PROBLEM DESCRIPTION:
In the listing below, find every line containing "tests" and copy it out.
========
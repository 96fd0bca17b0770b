//! Off-chain side of the protocol: the external interfaces a client consumes
//! and the read-latest, recompute, resubmit loop built on top of them.

use anchor_lang::error::Error;
use anchor_lang::prelude::*;
use anchor_lang::solana_program::instruction::Instruction;

use crate::constants::*;
use crate::enums::{AddressFormat, MspAction};
use crate::errors::{ErrorCode, Recovery};
use crate::info::StreamInfo;
use crate::stream::Stream;
use crate::utils::split_percent_fee;

pub trait AccountReader {
    /// Raw account bytes, `None` when the account does not exist
    fn read_account(&self, address: &Pubkey) -> Result<Option<Vec<u8>>>;
}

#[derive(Debug, Clone)]
pub enum Rejection {
    /// The program refused the transaction with one of its own codes
    Program(ErrorCode),
    /// The ledger state the transaction was built from is no longer current
    StaleState,
    Other(String),
}

impl Rejection {
    pub fn recovery(&self) -> Recovery {
        match self {
            Rejection::Program(code) => code.recovery(),
            Rejection::StaleState => Recovery::RereadAndRetry,
            Rejection::Other(_) => Recovery::Surface,
        }
    }
}

impl PartialEq for Rejection {
    fn eq(&self, other: &Self) -> bool {
        match (self, other) {
            (Rejection::Program(a), Rejection::Program(b)) => a.code() == b.code(),
            (Rejection::StaleState, Rejection::StaleState) => true,
            (Rejection::Other(a), Rejection::Other(b)) => a == b,
            _ => false,
        }
    }
}

impl Eq for Rejection {}

impl From<Error> for Rejection {
    fn from(error: Error) -> Self {
        match &error {
            Error::AnchorError(e) => match ErrorCode::from_code(e.error_code_number) {
                Some(ErrorCode::StaleState) => Rejection::StaleState,
                Some(code) => Rejection::Program(code),
                None => Rejection::Other(error.to_string()),
            },
            Error::ProgramError(_) => Rejection::Other(error.to_string()),
        }
    }
}

impl From<ErrorCode> for Rejection {
    fn from(code: ErrorCode) -> Self {
        match code {
            ErrorCode::StaleState => Rejection::StaleState,
            code => Rejection::Program(code),
        }
    }
}

pub trait TransactionSubmitter {
    /// Submits the instructions as one transaction and returns its signature
    fn submit(&self, instructions: &[Instruction]) -> std::result::Result<String, Rejection>;
}

#[derive(Debug, Clone, Copy, PartialEq, Eq, Default)]
pub struct TransactionFees {
    /// Lamports paid to the network for the transaction signatures
    pub blockchain_fee: u64,
    /// Lamports charged by the protocol for the action
    pub msp_flat_fee: u64,
    /// Parts of [`PERCENT_DENOMINATOR`] charged on the amount moved
    pub msp_percent_fee: u64,
}

impl TransactionFees {
    /// Protocol fee charged on `amount` at `msp_percent_fee`
    pub fn percent_fee_on(&self, amount: u64) -> u64 {
        split_percent_fee(amount, self.msp_percent_fee).fee
    }
}

pub trait FeeSchedule {
    fn fees(&self, action: MspAction, signatures: u64) -> TransactionFees;
}

/// Published protocol fees
#[derive(Debug, Clone, Copy, Default)]
pub struct ProtocolFeeSchedule;

impl FeeSchedule for ProtocolFeeSchedule {
    fn fees(&self, action: MspAction, signatures: u64) -> TransactionFees {
        let (msp_flat_fee, msp_percent_fee) = match action {
            MspAction::CreateStream => (CREATE_STREAM_FLAT_FEE, 0),
            MspAction::AddFunds => (ADD_FUNDS_FLAT_FEE, 0),
            MspAction::Withdraw => (0, WITHDRAW_PERCENT_FEE),
            MspAction::PauseStream
            | MspAction::ResumeStream
            | MspAction::ProposeUpdate
            | MspAction::AnswerUpdate => (0, 0),
            MspAction::CloseStream => (CLOSE_STREAM_FLAT_FEE, CLOSE_STREAM_PERCENT_FEE),
        };
        TransactionFees {
            blockchain_fee: signatures.saturating_mul(LAMPORTS_PER_SIGNATURE),
            msp_flat_fee,
            msp_percent_fee,
        }
    }
}

#[derive(Debug, Clone, Copy, PartialEq, Eq)]
pub struct ClientConfig {
    /// Submissions attempted before a retryable rejection is returned
    pub max_attempts: u32,
    /// Oldest clock reading accepted for local advisory checks
    pub max_staleness_seconds: u64,
}

impl Default for ClientConfig {
    fn default() -> Self {
        ClientConfig {
            max_attempts: DEFAULT_MAX_SUBMIT_ATTEMPTS,
            max_staleness_seconds: DEFAULT_MAX_STALENESS_SECONDS,
        }
    }
}

pub struct StreamClient<R, S> {
    pub reader: R,
    pub submitter: S,
    pub config: ClientConfig,
}

impl<R: AccountReader, S: TransactionSubmitter> StreamClient<R, S> {
    pub fn new(reader: R, submitter: S) -> Self {
        Self::with_config(reader, submitter, ClientConfig::default())
    }

    pub fn with_config(reader: R, submitter: S, config: ClientConfig) -> Self {
        StreamClient { reader, submitter, config }
    }

    pub fn fetch_stream(&self, address: &Pubkey) -> Result<Option<Stream>> {
        match self.reader.read_account(address)? {
            Some(data) => Ok(Some(Stream::decode(&data)?)),
            None => Ok(None),
        }
    }

    pub fn fetch_stream_info(&self, address: &Pubkey, now: u64, format: AddressFormat) -> Result<Option<StreamInfo>> {
        Ok(self
            .fetch_stream(address)?
            .map(|stream| StreamInfo::new(address, &stream, now, format)))
    }

    /// Fails with `StaleState` when a clock reading taken at `read_at` is too
    /// old to be trusted at `now`
    pub fn ensure_fresh(&self, read_at: u64, now: u64) -> Result<()> {
        if now.saturating_sub(read_at) > self.config.max_staleness_seconds {
            return Err(ErrorCode::StaleState.into());
        }
        Ok(())
    }

    /// Reads the latest record, builds instructions from it and submits them.
    /// Retryable rejections cause a fresh read and a rebuilt submission, up to
    /// `max_attempts` submissions in total.
    pub fn submit_with_refresh<F>(&self, address: &Pubkey, mut build: F) -> std::result::Result<String, Rejection>
    where
        F: FnMut(&Stream) -> Result<Vec<Instruction>>,
    {
        let mut attempt = 0;
        loop {
            attempt += 1;
            let stream = self
                .fetch_stream(address)?
                .ok_or(Rejection::Program(ErrorCode::StreamNotInitialized))?;
            let instructions = build(&stream)?;

            match self.submitter.submit(&instructions) {
                Ok(signature) => return Ok(signature),
                Err(rejection)
                    if rejection.recovery() == Recovery::RereadAndRetry && attempt < self.config.max_attempts =>
                {
                    msg!("attempt: {0}, rejection: {1:?}, retrying", attempt, rejection);
                }
                Err(rejection) => return Err(rejection),
            }
        }
    }
}

#[cfg(test)]
mod tests {
    use super::*;
    use crate::instruction::{pause_stream, withdraw};
    use crate::stream::tests::sample_stream;
    use std::cell::RefCell;
    use std::collections::HashMap;

    #[derive(Default)]
    struct MemoryLedger {
        accounts: RefCell<HashMap<Pubkey, Vec<u8>>>,
    }

    impl AccountReader for &MemoryLedger {
        fn read_account(&self, address: &Pubkey) -> Result<Option<Vec<u8>>> {
            Ok(self.accounts.borrow().get(address).cloned())
        }
    }

    /// Rejects the first submissions with the queued rejections
    struct ScriptedSubmitter {
        rejections: RefCell<Vec<Rejection>>,
        submitted: RefCell<Vec<Vec<Instruction>>>,
    }

    impl ScriptedSubmitter {
        fn new(mut rejections: Vec<Rejection>) -> Self {
            rejections.reverse();
            ScriptedSubmitter { rejections: RefCell::new(rejections), submitted: RefCell::new(vec![]) }
        }
    }

    impl TransactionSubmitter for &ScriptedSubmitter {
        fn submit(&self, instructions: &[Instruction]) -> std::result::Result<String, Rejection> {
            self.submitted.borrow_mut().push(instructions.to_vec());
            match self.rejections.borrow_mut().pop() {
                Some(rejection) => Err(rejection),
                None => Ok(format!("signature-{}", self.submitted.borrow().len())),
            }
        }
    }

    fn ledger_with_stream() -> (MemoryLedger, Pubkey, Stream) {
        let ledger = MemoryLedger::default();
        let address = Pubkey::new_unique();
        let stream = sample_stream();
        ledger.accounts.borrow_mut().insert(address, stream.to_bytes());
        (ledger, address, stream)
    }

    #[test]
    fn stale_state_is_reread_and_resubmitted() {
        let (ledger, address, stream) = ledger_with_stream();
        let submitter = ScriptedSubmitter::new(vec![Rejection::StaleState]);
        let client = StreamClient::new(&ledger, &submitter);

        let mut reads = 0;
        let signature = client
            .submit_with_refresh(&address, |latest| {
                reads += 1;
                Ok(vec![pause_stream(&crate::ID, &latest.treasurer_address, &address)])
            })
            .unwrap();

        assert_eq!(signature, "signature-2");
        assert_eq!(reads, 2);
        assert_eq!(submitter.submitted.borrow().len(), 2);
        assert_eq!(client.fetch_stream(&address).unwrap(), Some(stream));
    }

    #[test]
    fn retries_stop_at_max_attempts() {
        let (ledger, address, stream) = ledger_with_stream();
        let submitter = ScriptedSubmitter::new(vec![
            Rejection::Program(ErrorCode::InsufficientVestedBalance),
            Rejection::StaleState,
            Rejection::StaleState,
            Rejection::StaleState,
        ]);
        let client = StreamClient::with_config(&ledger, &submitter, ClientConfig { max_attempts: 3, ..Default::default() });

        let rejection = client
            .submit_with_refresh(&address, |latest| withdraw(&crate::ID, &address, latest, 10).map(|ix| vec![ix]))
            .unwrap_err();
        assert_eq!(rejection, Rejection::StaleState);
        assert_eq!(submitter.submitted.borrow().len(), 3);
        assert_eq!(stream.beneficiary_address, client.fetch_stream(&address).unwrap().unwrap().beneficiary_address);
    }

    #[test]
    fn surfaced_rejections_are_not_retried() {
        let (ledger, address, _) = ledger_with_stream();
        let submitter = ScriptedSubmitter::new(vec![Rejection::Program(ErrorCode::Unauthorized)]);
        let client = StreamClient::new(&ledger, &submitter);

        let rejection = client
            .submit_with_refresh(&address, |latest| Ok(vec![pause_stream(&crate::ID, &latest.beneficiary_address, &address)]))
            .unwrap_err();
        assert_eq!(rejection, Rejection::Program(ErrorCode::Unauthorized));
        assert_eq!(submitter.submitted.borrow().len(), 1);
    }

    #[test]
    fn missing_or_malformed_accounts() {
        let (ledger, address, _) = ledger_with_stream();
        let submitter = ScriptedSubmitter::new(vec![]);
        let client = StreamClient::new(&ledger, &submitter);

        let missing = Pubkey::new_unique();
        assert_eq!(client.fetch_stream(&missing).unwrap(), None);
        assert_eq!(
            client.submit_with_refresh(&missing, |_| Ok(vec![])).unwrap_err(),
            Rejection::Program(ErrorCode::StreamNotInitialized)
        );

        ledger.accounts.borrow_mut().insert(address, vec![1, 2, 3]);
        assert_eq!(client.fetch_stream(&address).unwrap_err(), ErrorCode::MalformedRecord.into());
        assert!(submitter.submitted.borrow().is_empty());
    }

    #[test]
    fn builder_errors_are_returned_without_submitting() {
        let (ledger, address, _) = ledger_with_stream();
        let submitter = ScriptedSubmitter::new(vec![]);
        let client = StreamClient::new(&ledger, &submitter);

        let rejection = client
            .submit_with_refresh(&address, |_| Err(ErrorCode::StringTooLong.into()))
            .unwrap_err();
        assert_eq!(rejection, Rejection::Program(ErrorCode::StringTooLong));
        assert!(submitter.submitted.borrow().is_empty());
    }

    #[test]
    fn fetched_info_and_staleness() {
        let (ledger, address, stream) = ledger_with_stream();
        let submitter = ScriptedSubmitter::new(vec![]);
        let client = StreamClient::new(&ledger, &submitter);

        let info = client
            .fetch_stream_info(&address, stream.start_utc + 3600, AddressFormat::Raw)
            .unwrap()
            .unwrap();
        assert_eq!(info.vested_units, 100);
        assert_eq!(info.memo, "monthly allowance");

        assert!(client.ensure_fresh(100, 130).is_ok());
        assert_eq!(client.ensure_fresh(100, 131).unwrap_err(), ErrorCode::StaleState.into());
    }

    #[test]
    fn rejections_compare_by_program_code() {
        assert_eq!(Rejection::from(ErrorCode::AlreadyPaused), Rejection::Program(ErrorCode::AlreadyPaused));
        assert_ne!(Rejection::from(ErrorCode::AlreadyPaused), Rejection::Program(ErrorCode::NotPaused));
        assert_eq!(Rejection::from(ErrorCode::StaleState), Rejection::StaleState);

        let err: Error = ErrorCode::InvalidFeeTreasuryAccount.into();
        assert_eq!(Rejection::from(err), Rejection::Program(ErrorCode::InvalidFeeTreasuryAccount));
        let err: Error = ProgramError::InvalidArgument.into();
        assert!(matches!(Rejection::from(err), Rejection::Other(_)));
        assert_ne!(Rejection::Other("a".into()), Rejection::StaleState);
    }

    #[test]
    fn protocol_fees() {
        let schedule = ProtocolFeeSchedule;
        let fees = schedule.fees(MspAction::CloseStream, 2);
        assert_eq!(fees.blockchain_fee, 10_000);
        assert_eq!(fees.msp_flat_fee, CLOSE_STREAM_FLAT_FEE);
        assert_eq!(fees.msp_percent_fee, CLOSE_STREAM_PERCENT_FEE);

        let fees = schedule.fees(MspAction::Withdraw, 1);
        assert_eq!(fees.msp_flat_fee, 0);
        assert_eq!(fees.msp_percent_fee, WITHDRAW_PERCENT_FEE);
        assert_eq!(fees.percent_fee_on(1_000_000), 2_500);
        assert_eq!(fees.percent_fee_on(399), 0);
        assert_eq!(schedule.fees(MspAction::AnswerUpdate, 1).msp_flat_fee, 0);
        assert_eq!(schedule.fees(MspAction::PauseStream, 1).msp_flat_fee, 0);
    }
}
========
EXPECTED OUTPUT:
mod tests {
    use crate::stream::tests::sample_stream;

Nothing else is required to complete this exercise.